It’s been 2,342 trading days since Nvidia and the Nasdaq 100 diverged like this

A lackluster response to Nvidia’s earnings report is not causing any negative market spillovers.

Luke Kawa

The 2024 stock market has, for all intents and purposes, belonged to Nvidia.

The chipmaker powering the AI boom has moved in the same direction as the S&P 500 on more than 70% of trading days this year; for the Nasdaq 100, that share is close to 80%.

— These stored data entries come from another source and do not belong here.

//! Requisition Parser
//!
//! Recovers a requisition header and its ordered line items from the rows of
//! an uploaded sheet. Metadata is read from a small header block at the top;
//! every row is then considered as a potential line item.

use chrono::{NaiveDate, Utc};
use serde::{Deserialize, Serialize};
use tracing::instrument;

use maritime_models::{Requisition, RequisitionItem, DEFAULT_CURRENCY, UNKNOWN_PORT, UNKNOWN_VESSEL};

use super::classify::{classify, RowKind};
use super::coerce::{normalize_date, parse_date, parse_number, DateOrder};
use super::columns::{ColumnMap, Field};
use super::reader::{read_workbook, SheetRow};
use crate::config::ParserConfig;
use crate::error::{MaritimeError, MaritimeResult};
use crate::validation::validate_model;
use crate::{log_debug, log_info, log_warn};

/// How the parser reacts to incomplete or malformed input.
#[derive(Debug, Clone, Copy, PartialEq, Eq, Default, Serialize, Deserialize)]
#[serde(rename_all = "snake_case")]
pub enum ParseMode {
    /// Substitute defaults for missing metadata and skip unusable item rows.
    #[default]
    Lenient,
    /// Fail on missing vessel/port/delivery date and on bad item quantities.
    Strict,
}

/// Soft anomaly absorbed during a lenient parse.
#[derive(Debug, Clone, Serialize, Deserialize, PartialEq, Eq)]
pub struct ParseWarning {
    pub row: Option<usize>,
    pub field: Option<String>,
    pub message: String,
}

impl ParseWarning {
    fn new(row: Option<usize>, field: Option<Field>, message: impl Into<String>) -> Self {
        Self {
            row,
            field: field.map(|f| f.as_str().to_string()),
            message: message.into(),
        }
    }
}

/// Result of a successful parse.
#[derive(Debug, Clone, Serialize, Deserialize, PartialEq)]
pub struct ParsedRequisition {
    pub requisition: Requisition,
    pub items: Vec<RequisitionItem>,
    #[serde(default, skip_serializing_if = "Vec::is_empty")]
    pub warnings: Vec<ParseWarning>,
}

/// Values carried forward from the last accepted item row.
#[derive(Debug, Clone, Default, PartialEq, Eq)]
struct Carried {
    item_number: String,
    unit: String,
    department: String,
}

impl Carried {
    /// Fill blanks in the current row from the carried values.
    fn merge(&self, item_number: &str, unit: &str, department: &str) -> Carried {
        Carried {
            item_number: inherit(item_number, &self.item_number),
            unit: inherit(unit, &self.unit),
            department: inherit(department, &self.department),
        }
    }
}

fn inherit(current: &str, previous: &str) -> String {
    if current.is_empty() {
        previous.to_string()
    } else {
        current.to_string()
    }
}

fn non_empty(value: &str) -> Option<String> {
    if value.is_empty() {
        None
    } else {
        Some(value.to_string())
    }
}

#[derive(Debug, Clone, PartialEq)]
enum SkipReason {
    NoDescription,
    HeaderRow,
    PricingRow,
    MissingQuantity,
    UnreadableQuantity(String),
    NonPositiveQuantity(f64),
}

impl SkipReason {
    /// Blank/padding rows are too common to report.
    fn warning(&self, row: usize) -> Option<ParseWarning> {
        let (field, message) = match self {
            Self::NoDescription => return None,
            Self::HeaderRow => (None, "Skipped repeated column header row".to_string()),
            Self::PricingRow => (None, "Skipped quotation or pricing row".to_string()),
            Self::MissingQuantity => (Some(Field::Quantity), "Skipped item without a quantity".to_string()),
            Self::UnreadableQuantity(raw) => (
                Some(Field::Quantity),
                format!("Skipped item with unreadable quantity '{}'", raw),
            ),
            Self::NonPositiveQuantity(quantity) => (
                Some(Field::Quantity),
                format!("Skipped item with non-positive quantity {}", quantity),
            ),
        };
        Some(ParseWarning::new(Some(row), field, message))
    }
}

enum RowOutcome {
    Accepted(RequisitionItem, Carried),
    Skipped(SkipReason),
}

/// Spreadsheet requisition parser.
///
/// Stateless between calls; one instance may be shared across threads.
#[derive(Debug, Clone)]
pub struct RequisitionParser {
    columns: ColumnMap,
    mode: ParseMode,
    metadata_scan_rows: usize,
    default_currency: String,
    date_order: DateOrder,
    reference_date: Option<NaiveDate>,
}

impl Default for RequisitionParser {
    fn default() -> Self {
        Self {
            columns: ColumnMap::default(),
            mode: ParseMode::Lenient,
            metadata_scan_rows: 5,
            default_currency: DEFAULT_CURRENCY.to_string(),
            date_order: DateOrder::DayFirst,
            reference_date: None,
        }
    }
}

impl RequisitionParser {
    pub fn new() -> Self {
        Self::default()
    }

    /// A blank `default_currency` falls back to USD.
    pub fn from_config(config: &ParserConfig) -> Self {
        let default_currency = match config.default_currency.trim() {
            "" => {
                log_warn!("Blank default currency configured; using {}", DEFAULT_CURRENCY);
                DEFAULT_CURRENCY.to_string()
            }
            currency => currency.to_uppercase(),
        };

        Self {
            columns: ColumnMap::default().with_overrides(&config.extra_columns),
            mode: config.mode,
            metadata_scan_rows: config.metadata_scan_rows,
            default_currency,
            date_order: config.date_order,
            reference_date: None,
        }
    }

    pub fn with_mode(mut self, mode: ParseMode) -> Self {
        self.mode = mode;
        self
    }

    pub fn with_columns(mut self, columns: ColumnMap) -> Self {
        self.columns = columns;
        self
    }

    pub fn with_date_order(mut self, order: DateOrder) -> Self {
        self.date_order = order;
        self
    }

    /// Date used when the sheet has no usable delivery date. Defaults to today (UTC).
    pub fn with_reference_date(mut self, date: NaiveDate) -> Self {
        self.reference_date = Some(date);
        self
    }

    pub fn mode(&self) -> ParseMode {
        self.mode
    }

    /// Read the first sheet of an uploaded file and parse it.
    #[instrument(name = "parse_upload", skip_all, fields(filename = %filename, bytes = data.len()))]
    pub fn parse_file(&self, filename: &str, data: &[u8]) -> MaritimeResult<ParsedRequisition> {
        let sheet = read_workbook(filename, data, None)?;
        self.parse(&sheet.rows)
    }

    /// Parse sheet rows into a requisition and its line items.
    #[instrument(name = "parse_requisition", skip_all, fields(rows = rows.len(), mode = ?self.mode))]
    pub fn parse(&self, rows: &[SheetRow]) -> MaritimeResult<ParsedRequisition> {
        if rows.is_empty() {
            return Err(MaritimeError::EmptyInput);
        }

        let mut warnings = Vec::new();
        let requisition = self.extract_metadata(rows, &mut warnings)?;

        let mut items: Vec<RequisitionItem> = Vec::new();
        let mut carried = Carried::default();
        let mut skipped = 0usize;

        for row in rows {
            let line_number = items.len() as u32 + 1;
            match self.extract_item(row, &carried, line_number)? {
                RowOutcome::Accepted(item, next) => {
                    items.push(item);
                    carried = next;
                }
                RowOutcome::Skipped(reason) => {
                    skipped += 1;
                    log_debug!("Row {} skipped: {:?}", row.number, reason);
                    warnings.extend(reason.warning(row.number));
                }
            }
        }

        if items.is_empty() {
            return Err(MaritimeError::NoValidItems);
        }

        validate_model(&requisition)?;
        for item in &items {
            validate_model(item)?;
        }

        log_info!(
            "Parsed requisition for {} at {}: {} items, {} rows skipped",
            requisition.vessel_name,
            requisition.port_name,
            items.len(),
            skipped
        );

        Ok(ParsedRequisition {
            requisition,
            items,
            warnings,
        })
    }

    fn is_strict(&self) -> bool {
        self.mode == ParseMode::Strict
    }

    fn today(&self) -> NaiveDate {
        self.reference_date.unwrap_or_else(|| Utc::now().date_naive())
    }

    /// First non-empty value for a field across the metadata block.
    fn scan(&self, rows: &[SheetRow], field: Field) -> Option<String> {
        rows.iter()
            .take(self.metadata_scan_rows)
            .find_map(|row| self.columns.lookup(row, field))
            .map(str::to_string)
    }

    /// Scan for a field that strict mode requires.
    fn scan_required(&self, rows: &[SheetRow], field: Field) -> MaritimeResult<Option<String>> {
        match self.scan(rows, field) {
            Some(value) => Ok(Some(value)),
            None if self.is_strict() => Err(MaritimeError::missing_column(self.columns.candidates(field), None)),
            None => Ok(None),
        }
    }

    /// Column-name resolution: trimmed value of the first matching candidate.
    fn resolve_text(&self, row: &SheetRow, field: Field, required: bool) -> MaritimeResult<String> {
        match self.columns.lookup(row, field) {
            Some(value) => Ok(value.to_string()),
            None if required => Err(MaritimeError::missing_column(
                self.columns.candidates(field),
                Some(row.number),
            )),
            None => Ok(String::new()),
        }
    }

    fn extract_metadata(&self, rows: &[SheetRow], warnings: &mut Vec<ParseWarning>) -> MaritimeResult<Requisition> {
        let vessel_name = self.scan_required(rows, Field::VesselName)?.unwrap_or_else(|| {
            warnings.push(ParseWarning::new(
                None,
                Some(Field::VesselName),
                format!("Vessel name not found; using '{}'", UNKNOWN_VESSEL),
            ));
            UNKNOWN_VESSEL.to_string()
        });

        let port_name = self.scan_required(rows, Field::PortName)?.unwrap_or_else(|| {
            warnings.push(ParseWarning::new(
                None,
                Some(Field::PortName),
                format!("Port name not found; using '{}'", UNKNOWN_PORT),
            ));
            UNKNOWN_PORT.to_string()
        });

        let delivery_date = match self.scan_required(rows, Field::DeliveryDate)? {
            Some(raw) => match parse_date(&raw, self.date_order) {
                Some(date) => date,
                None if self.is_strict() => return Err(MaritimeError::invalid_date(raw)),
                None => {
                    warnings.push(ParseWarning::new(
                        None,
                        Some(Field::DeliveryDate),
                        format!("Unreadable delivery date '{}'; using parse date", raw),
                    ));
                    self.today()
                }
            },
            None => {
                warnings.push(ParseWarning::new(
                    None,
                    Some(Field::DeliveryDate),
                    "Delivery date not found; using parse date",
                ));
                self.today()
            }
        };

        let requisition_date = match self.scan(rows, Field::RequisitionDate) {
            Some(raw) => match normalize_date(&raw, self.date_order) {
                Some(iso) => Some(iso),
                None if self.is_strict() => return Err(MaritimeError::invalid_date(raw)),
                None => {
                    warnings.push(ParseWarning::new(
                        None,
                        Some(Field::RequisitionDate),
                        format!("Requisition date '{}' kept as written", raw),
                    ));
                    Some(raw)
                }
            },
            None => None,
        };

        let currency = self
            .scan(rows, Field::Currency)
            .map(|c| c.to_uppercase())
            .unwrap_or_else(|| self.default_currency.clone());

        // IMO and notes only ever appear on the first row.
        let first = &rows[0];

        let mut requisition = Requisition::new(vessel_name, port_name, delivery_date);
        requisition.vessel_imo = self.columns.lookup(first, Field::VesselImo).map(str::to_string);
        requisition.requisition_number = self.scan(rows, Field::RequisitionNumber);
        requisition.requisition_title = self.scan(rows, Field::RequisitionTitle);
        requisition.requisition_date = requisition_date;
        requisition.requisition_group = self.scan(rows, Field::RequisitionGroup);
        requisition.currency = currency;
        requisition.notes = self.columns.lookup(first, Field::Notes).map(str::to_string);

        Ok(requisition)
    }

    fn extract_item(&self, row: &SheetRow, carried: &Carried, line_number: u32) -> MaritimeResult<RowOutcome> {
        let description = self.resolve_text(row, Field::Description, false)?;
        if description.is_empty() {
            return Ok(RowOutcome::Skipped(SkipReason::NoDescription));
        }

        match classify(row) {
            RowKind::Header => return Ok(RowOutcome::Skipped(SkipReason::HeaderRow)),
            RowKind::Pricing => return Ok(RowOutcome::Skipped(SkipReason::PricingRow)),
            RowKind::Candidate => {}
        }

        let quantity = match self.resolve_quantity(row)? {
            Ok(quantity) => quantity,
            Err(reason) => return Ok(RowOutcome::Skipped(reason)),
        };

        let next = carried.merge(
            &self.resolve_text(row, Field::ItemNumber, false)?,
            &self.resolve_text(row, Field::Unit, false)?,
            &self.resolve_text(row, Field::Department, false)?,
        );

        let mut item = RequisitionItem::new(line_number, description, quantity);
        item.item_number = non_empty(&next.item_number);
        item.unit = non_empty(&next.unit);
        item.department = non_empty(&next.department);
        item.specifications = non_empty(&self.resolve_text(row, Field::Specifications, false)?);
        item.notes = non_empty(&self.resolve_text(row, Field::ItemNotes, false)?);

        Ok(RowOutcome::Accepted(item, next))
    }

    /// Outer error aborts the parse (strict); inner error skips the row (lenient).
    fn resolve_quantity(&self, row: &SheetRow) -> MaritimeResult<Result<f64, SkipReason>> {
        let raw = self.resolve_text(row, Field::Quantity, self.is_strict())?;
        if raw.is_empty() {
            return Ok(Err(SkipReason::MissingQuantity));
        }

        match parse_number(&raw) {
            None if self.is_strict() => Err(MaritimeError::invalid_number(raw, Some(row.number))),
            None => Ok(Err(SkipReason::UnreadableQuantity(raw))),
            Some(quantity) if quantity <= 0.0 => {
                if self.is_strict() {
                    Err(MaritimeError::InvalidQuantity {
                        quantity,
                        row: Some(row.number),
                    })
                } else {
                    Ok(Err(SkipReason::NonPositiveQuantity(quantity)))
                }
            }
            Some(quantity) => Ok(Ok(quantity)),
        }
    }
}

That’s what makes the post-earnings divergence between Nvidia and the tech-heavy gauge so interesting, with the stock down over 3% while the Nasdaq 100 is up about 1.2% as of 12:15pm ET.

The landmark event that everyone thought might define the market direction, at least in the near-term, hasn’t.

We’ve gone 2,342 trading days since the Nasdaq 100 was up at least 1% while Nvidia was down at least 2.5%.

Nvidia is a $3 trillion company now; back then, its market capitalization was less than $12 billion. Its weighting in the Nasdaq 100 has increased substantially over this period, making this divergence all the more noteworthy.

What also makes this quite intriguing is that the volatility backdrop has been wildly different recently compared to previous times Nvidia has reported in the past year, as flagged by Macro Risk Advisors CEO and founder Dean Curnutt, ahead of the event.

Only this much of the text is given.